• **Material provided**
^^^^^^^^

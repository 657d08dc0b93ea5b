//! Common types shared by the store and its transactions.

/// A key in the store.
pub type Key = Vec<u8>;

/// A value in the store.
pub type Value = Vec<u8>;

/// A unique transaction identifier.
#[derive(Debug, Clone, Copy, PartialEq, Eq, Hash, PartialOrd, Ord)]
pub struct TxnId(pub u64);

/// The access mode of a transaction.
#[derive(Debug, Clone, Copy, PartialEq, Eq)]
pub enum TxnMode {
    /// Reads only; writes fail with [`crate::Error::ReadOnly`].
    ReadOnly,
    /// Reads and buffered writes, applied atomically on commit.
    ReadWrite,
}

/// The lifecycle state of a transaction.
#[derive(Debug, Clone, Copy, PartialEq, Eq)]
pub enum TxnState {
    /// Open for reads and writes.
    Active,
    /// Writes were applied.
    Committed,
    /// Writes were discarded.
    RolledBack,
}
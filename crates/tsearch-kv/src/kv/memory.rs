//! An in-memory key-value store with Optimistic Concurrency Control for
//! Snapshot Isolation.

use crate::error::{Error, Result};
use crate::kv::{KVStore, KVTransaction};
use crate::types::{Key, TxnId, TxnMode, TxnState, Value};
use std::collections::{BTreeMap, HashMap, VecDeque};
use std::ops::Bound;
use std::sync::atomic::{AtomicU64, Ordering};
use std::sync::{Arc, Mutex, MutexGuard, PoisonError, RwLock, RwLockReadGuard, RwLockWriteGuard};
use tracing::debug;

/// An in-memory key-value store.
#[derive(Clone)]
pub struct MemoryKV {
    manager: Arc<MemoryTxnManager>,
}

impl MemoryKV {
    /// Creates a new, empty store.
    pub fn new() -> Self {
        Self {
            manager: Arc::new(MemoryTxnManager::new()),
        }
    }

    /// Returns the number of live keys.
    pub fn len(&self) -> Result<usize> {
        let data = self.manager.read_data()?;
        Ok(data.values().filter(|(v, _)| v.is_some()).count())
    }

    /// Returns `true` if the store holds no live keys.
    pub fn is_empty(&self) -> Result<bool> {
        Ok(self.len()? == 0)
    }
}

impl Default for MemoryKV {
    fn default() -> Self {
        Self::new()
    }
}

impl std::fmt::Debug for MemoryKV {
    fn fmt(&self, f: &mut std::fmt::Formatter<'_>) -> std::fmt::Result {
        f.debug_struct("MemoryKV")
            .field(
                "commit_version",
                &self.manager.commit_version.load(Ordering::Acquire),
            )
            .finish()
    }
}

impl KVStore for MemoryKV {
    type Transaction<'a> = MemoryTransaction<'a>;

    fn begin(&self, mode: TxnMode) -> Result<Self::Transaction<'_>> {
        Ok(self.manager.begin_internal(mode))
    }
}

// Deleted keys keep a tombstone so concurrent writers can detect the delete.
// A tombstone is pruned once no open transaction started before it.
type VersionedValue = (Option<Value>, u64);

/// Shared state behind every [`MemoryKV`] handle.
struct MemoryTxnManager {
    /// The main data store, mapping keys to versioned values.
    data: RwLock<BTreeMap<Key, VersionedValue>>,
    /// The next transaction ID to be allocated.
    next_txn_id: AtomicU64,
    /// Incremented on every successful commit.
    commit_version: AtomicU64,
    /// Start versions of open transactions, with their counts.
    active_starts: Mutex<BTreeMap<u64, usize>>,
    /// Tombstones in commit order, awaiting pruning.
    tombstones: Mutex<VecDeque<(Key, u64)>>,
}

impl MemoryTxnManager {
    fn new() -> Self {
        Self {
            data: RwLock::new(BTreeMap::new()),
            next_txn_id: AtomicU64::new(1),
            commit_version: AtomicU64::new(0),
            active_starts: Mutex::new(BTreeMap::new()),
            tombstones: Mutex::new(VecDeque::new()),
        }
    }

    fn read_data(&self) -> Result<RwLockReadGuard<'_, BTreeMap<Key, VersionedValue>>> {
        self.data.read().map_err(|_| Error::LockPoisoned)
    }

    fn write_data(&self) -> Result<RwLockWriteGuard<'_, BTreeMap<Key, VersionedValue>>> {
        self.data.write().map_err(|_| Error::LockPoisoned)
    }

    // Counters only; a poisoned guard still holds consistent data.
    fn active_starts(&self) -> MutexGuard<'_, BTreeMap<u64, usize>> {
        self.active_starts.lock().unwrap_or_else(PoisonError::into_inner)
    }

    fn begin_internal(&self, mode: TxnMode) -> MemoryTransaction<'_> {
        let txn_id = self.next_txn_id.fetch_add(1, Ordering::SeqCst);
        // The version is read under the lock so a concurrent commit either
        // sees this start or commits after it.
        let start_version = {
            let mut active = self.active_starts();
            let start_version = self.commit_version.load(Ordering::Acquire);
            *active.entry(start_version).or_insert(0) += 1;
            start_version
        };
        MemoryTransaction::new(self, TxnId(txn_id), mode, start_version)
    }

    fn release(&self, start_version: u64) {
        let mut active = self.active_starts();
        if let Some(count) = active.get_mut(&start_version) {
            *count -= 1;
            if *count == 0 {
                active.remove(&start_version);
            }
        }
    }

    /// Drops tombstones no open transaction can still conflict on.
    ///
    /// A transaction conflicts on a version newer than its start, so a
    /// tombstone at or below the oldest open start is no longer needed.
    fn prune_tombstones(&self, data: &mut BTreeMap<Key, VersionedValue>) -> usize {
        let horizon = self
            .active_starts()
            .keys()
            .next()
            .copied()
            .unwrap_or(u64::MAX);
        let mut tombstones = self.tombstones.lock().unwrap_or_else(PoisonError::into_inner);
        let mut pruned = 0;
        while let Some((_, version)) = tombstones.front() {
            if *version > horizon {
                break;
            }
            let Some((key, version)) = tombstones.pop_front() else {
                break;
            };
            // Skip keys rewritten after the delete.
            if matches!(data.get(&key), Some((None, current)) if *current == version) {
                data.remove(&key);
                pruned += 1;
            }
        }
        pruned
    }

    fn commit(&self, txn: &mut MemoryTransaction<'_>) -> Result<()> {
        if txn.state != TxnState::Active {
            return Err(Error::TxnClosed);
        }
        if txn.mode == TxnMode::ReadOnly || txn.writes.is_empty() {
            txn.close(TxnState::Committed);
            return Ok(());
        }

        let mut data = self.write_data()?;
        let start_version = txn.start_version;

        let changed_since_start =
            |key: &Key| data.get(key).map(|(_, v)| *v).unwrap_or(0) > start_version;

        if txn.read_set.keys().any(changed_since_start) {
            txn.close(TxnState::RolledBack);
            return Err(Error::TxnConflict);
        }
        // Detect write-write conflicts even when the key was never read.
        if txn.writes.keys().any(changed_since_start) {
            txn.close(TxnState::RolledBack);
            return Err(Error::TxnConflict);
        }
        // Keys that appeared under a scanned prefix after the scan.
        for prefix in &txn.scanned_prefixes {
            let phantom = data
                .range::<[u8], _>((Bound::Included(prefix.as_slice()), Bound::Unbounded))
                .take_while(|(k, _)| k.starts_with(prefix))
                .any(|(_, (_, version))| *version > start_version);
            if phantom {
                txn.close(TxnState::RolledBack);
                return Err(Error::TxnConflict);
            }
        }

        let commit_version = self.commit_version.fetch_add(1, Ordering::AcqRel) + 1;
        let write_count = txn.writes.len();
        {
            let mut tombstones = self.tombstones.lock().unwrap_or_else(PoisonError::into_inner);
            for (key, value) in std::mem::take(&mut txn.writes) {
                if value.is_none() {
                    tombstones.push_back((key.clone(), commit_version));
                }
                data.insert(key, (value, commit_version));
            }
        }
        txn.close(TxnState::Committed);
        let pruned = self.prune_tombstones(&mut data);

        debug!(
            txn = txn.id.0,
            commit_version, write_count, pruned, "memory_kv_commit"
        );
        Ok(())
    }
}

/// An in-memory transaction that enforces snapshot isolation.
pub struct MemoryTransaction<'a> {
    manager: &'a MemoryTxnManager,
    id: TxnId,
    mode: TxnMode,
    state: TxnState,
    start_version: u64,
    writes: BTreeMap<Key, Option<Value>>,
    read_set: HashMap<Key, u64>,
    scanned_prefixes: Vec<Key>,
}

impl<'a> MemoryTransaction<'a> {
    fn new(manager: &'a MemoryTxnManager, id: TxnId, mode: TxnMode, start_version: u64) -> Self {
        Self {
            manager,
            id,
            mode,
            state: TxnState::Active,
            start_version,
            writes: BTreeMap::new(),
            read_set: HashMap::new(),
            scanned_prefixes: Vec::new(),
        }
    }

    /// Returns the transaction's lifecycle state.
    pub fn state(&self) -> TxnState {
        self.state
    }

    // Leaves the active set exactly once.
    fn close(&mut self, state: TxnState) {
        if self.state == TxnState::Active {
            self.manager.release(self.start_version);
        }
        self.state = state;
    }

    fn ensure_writable(&self) -> Result<()> {
        if self.state != TxnState::Active {
            return Err(Error::TxnClosed);
        }
        if self.mode == TxnMode::ReadOnly {
            return Err(Error::ReadOnly);
        }
        Ok(())
    }
}

impl<'a> KVTransaction<'a> for MemoryTransaction<'a> {
    fn id(&self) -> TxnId {
        self.id
    }

    fn mode(&self) -> TxnMode {
        self.mode
    }

    fn get(&mut self, key: &Key) -> Result<Option<Value>> {
        if self.state != TxnState::Active {
            return Err(Error::TxnClosed);
        }

        if let Some(value) = self.writes.get(key) {
            return Ok(value.clone());
        }

        let result = {
            let data = self.manager.read_data()?;
            data.get(key).cloned()
        };

        match result {
            Some((value, version)) => {
                self.read_set.insert(key.clone(), version);
                Ok(value)
            }
            None => {
                self.read_set.insert(key.clone(), 0);
                Ok(None)
            }
        }
    }

    fn put(&mut self, key: Key, value: Value) -> Result<()> {
        self.ensure_writable()?;
        self.writes.insert(key, Some(value));
        Ok(())
    }

    fn delete(&mut self, key: Key) -> Result<()> {
        self.ensure_writable()?;
        self.writes.insert(key, None);
        Ok(())
    }

    fn scan_prefix(&mut self, prefix: &[u8]) -> Result<Vec<(Key, Value)>> {
        if self.state != TxnState::Active {
            return Err(Error::TxnClosed);
        }

        let mut merged: BTreeMap<Key, Value> = BTreeMap::new();
        {
            let data = self.manager.read_data()?;
            for (key, (value, version)) in data
                .range::<[u8], _>((Bound::Included(prefix), Bound::Unbounded))
                .take_while(|(k, _)| k.starts_with(prefix))
            {
                self.read_set.insert(key.clone(), *version);
                if let Some(value) = value {
                    merged.insert(key.clone(), value.clone());
                }
            }
        }

        for (key, value) in self
            .writes
            .range::<[u8], _>((Bound::Included(prefix), Bound::Unbounded))
            .take_while(|(k, _)| k.starts_with(prefix))
        {
            match value {
                Some(v) => {
                    merged.insert(key.clone(), v.clone());
                }
                None => {
                    merged.remove(key);
                }
            }
        }

        self.scanned_prefixes.push(prefix.to_vec());
        Ok(merged.into_iter().collect())
    }

    fn commit_self(mut self) -> Result<()> {
        let manager = self.manager;
        manager.commit(&mut self)
    }

    fn rollback_self(mut self) -> Result<()> {
        if self.state != TxnState::Active {
            return Err(Error::TxnClosed);
        }
        self.writes.clear();
        self.close(TxnState::RolledBack);
        Ok(())
    }
}

impl<'a> Drop for MemoryTransaction<'a> {
    fn drop(&mut self) {
        self.close(TxnState::RolledBack);
    }
}
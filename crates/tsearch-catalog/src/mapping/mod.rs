//! Token type to dictionary mappings.
//!
//! A configuration maps each token type to an ordered list of dictionaries.
//! Each list element is one [`MappingEntry`]; the sequence number gives the
//! order in which dictionaries are tried (lowest first).

mod editor;
mod kv_store;

pub use editor::MappingEditor;
pub use kv_store::KvMappingStore;

use crate::error::Result;
use crate::{ObjectId, TokenTypeId};

/// One row of a configuration's token map.
///
/// `(config_id, token_type, seq_no)` is unique.
#[derive(Debug, Clone, Copy, PartialEq, Eq, PartialOrd, Ord, Hash)]
pub struct MappingEntry {
    pub config_id: ObjectId,
    pub token_type: TokenTypeId,
    pub seq_no: i32,
    pub dict_id: ObjectId,
}

impl MappingEntry {
    pub fn new(config_id: ObjectId, token_type: TokenTypeId, seq_no: i32, dict_id: ObjectId) -> Self {
        Self {
            config_id,
            token_type,
            seq_no,
            dict_id,
        }
    }
}

/// The configuration a mapping command operates on.
#[derive(Debug, Clone, Copy, PartialEq, Eq)]
pub struct MappingTarget {
    pub config_id: ObjectId,
    /// Parser whose token types the configuration uses.
    pub parser_id: ObjectId,
}

/// Storage for mapping rows.
///
/// Implementations apply a command's operations as one atomic batch; readers
/// see either none or all of them.
pub trait MappingStore {
    /// Inserts a new row.
    ///
    /// # Errors
    ///
    /// Returns `CatalogError::AlreadyExists` if the row key is taken.
    fn insert(&mut self, entry: &MappingEntry) -> Result<()>;

    /// Rewrites the row with the same key.
    ///
    /// # Errors
    ///
    /// Returns `CatalogError::NotFound` if no such row exists.
    fn update(&mut self, entry: &MappingEntry) -> Result<()>;

    /// Deletes all rows of `config_id`, or only those of `token_type`.
    /// Returns the number of rows removed.
    fn delete_where(&mut self, config_id: ObjectId, token_type: Option<TokenTypeId>)
        -> Result<usize>;

    /// Returns all rows of `config_id`, or only those of `token_type`, ordered
    /// by token type then sequence number.
    fn scan(&mut self, config_id: ObjectId, token_type: Option<TokenTypeId>)
        -> Result<Vec<MappingEntry>>;
}

/// Resolves dictionary names to ids.
pub trait DictionaryResolver {
    /// # Errors
    ///
    /// Returns `CatalogError::NotFound` if no dictionary has this name.
    fn resolve_dictionary(&self, name: &str) -> Result<ObjectId>;
}

/// What a mapping command changed.
#[derive(Debug, Clone, Default, PartialEq, Eq)]
pub struct MappingOutcome {
    pub inserted: usize,
    pub updated: usize,
    pub deleted: usize,
    /// Non-fatal messages, e.g. skipped token types in a permissive drop.
    pub notices: Vec<String>,
}
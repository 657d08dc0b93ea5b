use tracing::{debug, info};

use super::{DictionaryResolver, MappingEntry, MappingOutcome, MappingStore, MappingTarget};
use crate::error::{CatalogError, ObjectKind, Result};
use crate::token_types::{LexicalCategoryProvider, TokenTypeResolver};
use crate::ObjectId;

/// Edits the token map of one configuration.
///
/// All names are resolved before the store is touched, so a bad token type or
/// dictionary name never leaves a half-applied command behind. Operations on
/// the store are issued in sequence; the store (usually one catalog
/// transaction) is responsible for applying them atomically.
pub struct MappingEditor<'a, P: ?Sized, D: ?Sized> {
    token_types: TokenTypeResolver<'a, P>,
    dictionaries: &'a D,
}

impl<'a, P, D> MappingEditor<'a, P, D>
where
    P: LexicalCategoryProvider + ?Sized,
    D: DictionaryResolver + ?Sized,
{
    pub fn new(token_types: TokenTypeResolver<'a, P>, dictionaries: &'a D) -> Self {
        Self {
            token_types,
            dictionaries,
        }
    }

    fn resolve_dictionaries<N: AsRef<str>>(&self, names: &[N]) -> Result<Vec<ObjectId>> {
        names
            .iter()
            .map(|name| self.dictionaries.resolve_dictionary(name.as_ref()))
            .collect()
    }

    /// Maps every token type in `tokens` to `dictionaries`.
    ///
    /// Every token type gets the same try order: the dictionary at position
    /// `i` of `dictionaries` is stored with sequence number `i + 1`. With
    /// `override_existing` all current rows of those token types are deleted
    /// first; otherwise an existing row with the same sequence number is an
    /// `AlreadyExists` error.
    pub fn add_mapping<M, T, N>(
        &self,
        store: &mut M,
        target: MappingTarget,
        tokens: &[T],
        dictionaries: &[N],
        override_existing: bool,
    ) -> Result<MappingOutcome>
    where
        M: MappingStore + ?Sized,
        T: AsRef<str>,
        N: AsRef<str>,
    {
        if tokens.is_empty() {
            return Err(CatalogError::Precondition(
                "at least one token type is required to add a mapping".into(),
            ));
        }
        if dictionaries.is_empty() {
            return Err(CatalogError::Precondition(
                "at least one dictionary is required to add a mapping".into(),
            ));
        }

        let token_ids = self.token_types.resolve(target.parser_id, tokens)?;
        let dict_ids = self.resolve_dictionaries(dictionaries)?;
        let mut outcome = MappingOutcome::default();

        if override_existing {
            for &token_type in &token_ids {
                outcome.deleted += store.delete_where(target.config_id, Some(token_type))?;
            }
        }

        for &token_type in &token_ids {
            for (seq_no, &dict_id) in (1..).zip(&dict_ids) {
                store.insert(&MappingEntry::new(
                    target.config_id,
                    token_type,
                    seq_no,
                    dict_id,
                ))?;
                outcome.inserted += 1;
            }
        }

        debug!(
            config_id = target.config_id,
            override_existing,
            inserted = outcome.inserted,
            deleted = outcome.deleted,
            "mapping_add"
        );
        Ok(outcome)
    }

    /// Swaps dictionary `dictionaries[0]` for `dictionaries[1]` wherever it
    /// appears, keeping sequence numbers.
    ///
    /// An empty `tokens` list means every token type of the configuration.
    pub fn replace_dictionary<M, T, N>(
        &self,
        store: &mut M,
        target: MappingTarget,
        tokens: &[T],
        dictionaries: &[N],
    ) -> Result<MappingOutcome>
    where
        M: MappingStore + ?Sized,
        T: AsRef<str>,
        N: AsRef<str>,
    {
        if dictionaries.len() != 2 {
            return Err(CatalogError::Precondition(format!(
                "dictionary replacement needs exactly two dictionaries (old and new), got {}",
                dictionaries.len()
            )));
        }

        let token_ids = self.token_types.resolve(target.parser_id, tokens)?;
        let dict_ids = self.resolve_dictionaries(dictionaries)?;
        let (old_dict, new_dict) = (dict_ids[0], dict_ids[1]);

        let mut outcome = MappingOutcome::default();
        for entry in store.scan(target.config_id, None)? {
            if !token_ids.is_empty() && !token_ids.contains(&entry.token_type) {
                continue;
            }
            if entry.dict_id == old_dict {
                store.update(&MappingEntry {
                    dict_id: new_dict,
                    ..entry
                })?;
                outcome.updated += 1;
            }
        }

        debug!(
            config_id = target.config_id,
            old_dict,
            new_dict,
            updated = outcome.updated,
            "mapping_replace"
        );
        Ok(outcome)
    }

    /// Removes every row of each token type in `tokens`.
    ///
    /// A token type without rows is a `NotFound` error, unless `missing_ok`
    /// is set; then a notice is recorded and the remaining token types are
    /// still processed.
    pub fn drop_mapping<M, T>(
        &self,
        store: &mut M,
        target: MappingTarget,
        tokens: &[T],
        missing_ok: bool,
    ) -> Result<MappingOutcome>
    where
        M: MappingStore + ?Sized,
        T: AsRef<str>,
    {
        if tokens.is_empty() {
            return Err(CatalogError::Precondition(
                "at least one token type is required to drop a mapping".into(),
            ));
        }

        let token_ids = self.token_types.resolve(target.parser_id, tokens)?;
        let mut outcome = MappingOutcome::default();

        for (name, &token_type) in tokens.iter().zip(&token_ids) {
            let name = name.as_ref();
            let removed = store.delete_where(target.config_id, Some(token_type))?;
            if removed > 0 {
                outcome.deleted += removed;
                continue;
            }
            if !missing_ok {
                return Err(CatalogError::not_found(ObjectKind::Mapping, name));
            }
            let notice = format!("mapping for token type \"{name}\" does not exist, skipping");
            info!(config_id = target.config_id, token_type = name, "{notice}");
            outcome.notices.push(notice);
        }

        debug!(
            config_id = target.config_id,
            deleted = outcome.deleted,
            "mapping_drop"
        );
        Ok(outcome)
    }
}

^^^^^^^^

• **Exercise prompt**
Set down, from the entries above, exactly the lines from the one with "if let Some(count)" up to and including the one with "start, so a", and no other lines.

• **Answer for the task**
        if let Some(count) = active.get_mut(&start_version) {
            *count -= 1;
            if *count == 0 {
                active.remove(&start_version);
            }
        }
    }

    /// Drops tombstones no open transaction can still conflict on.
    ///
    /// A transaction conflicts on a version newer than its start, so a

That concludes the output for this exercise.